What first reconciled him to his inspectorship of schools was his perception that the education of the people was to be one of the big tasks of his day. At the very outset of his career he was tremendously impressed by his conviction that the government of England was not much longer to remain in the hands of a cultivated aristocracy. The extension of the franchise from 1832 onward meant the coming into political power of first the middle and then the lower classes. The political emergence of the artisan, the shopkeeper, and the "common laborer" made the educational question appear to Arnold a remarkably "live issue." Since he regarded this emergence as irresistible, it seemed to him imperative to prepare for it. It seemed to him, for political reasons if for no other, imperative with all possible speed to educate the democracy.
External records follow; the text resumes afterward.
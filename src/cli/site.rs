//! Site visit commands: arrive, leave.

use clap::Subcommand;
use jiff::Timestamp;

use crate::storage::KeyValueStore;
use crate::tracker::{MissionTracker, SiteArrival};

use super::format::parse_time;

#[derive(Debug, Subcommand)]
pub enum SiteCommand {
    /// Go on-site at a location.
    Arrive {
        /// Where.
        #[arg(long)]
        location: String,

        /// Site details.
        #[arg(long)]
        details: String,

        /// Arrival time. Defaults to now.
        #[arg(long, value_parser = parse_time)]
        at: Option<Timestamp>,
    },

    /// Leave the current site.
    Leave,
}

pub(super) fn run<S: KeyValueStore>(
    tracker: &mut MissionTracker<S>,
    command: SiteCommand,
    now: Timestamp,
) -> Result<(), String> {
    match command {
        SiteCommand::Arrive {
            location,
            details,
            at,
        } => {
            let arrival = SiteArrival {
                location,
                details,
                arrived_at: at.unwrap_or(now),
            };
            tracker
                .go_on_site(arrival)
                .map_err(|e| format!("failed to go on-site: {e}"))?;
            if let Some(site) = tracker.current_site() {
                eprintln!("On-site: {}", site.location);
            }
            Ok(())
        }
        SiteCommand::Leave => {
            tracker
                .leave_site(now)
                .map_err(|e| format!("failed to leave site: {e}"))?;
            if let Some(stop) = tracker.patrol_stops().last() {
                eprintln!("Left site: {}", stop.location);
            }
            Ok(())
        }
    }
}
Carlyle told the governing class that in extending the suffrage to fools they were rushing straight to destruction-they were "shooting Niagara." Arnold, equally anxious but more resourceful, said that if intelligent people did not wish their political destinies dictated by the ignorant masses they must in a thoroughgoing fashion regenerate and enlighten the masses. He felt, furthermore, that the need for

regeneration and enlightenment was not confined to the masses.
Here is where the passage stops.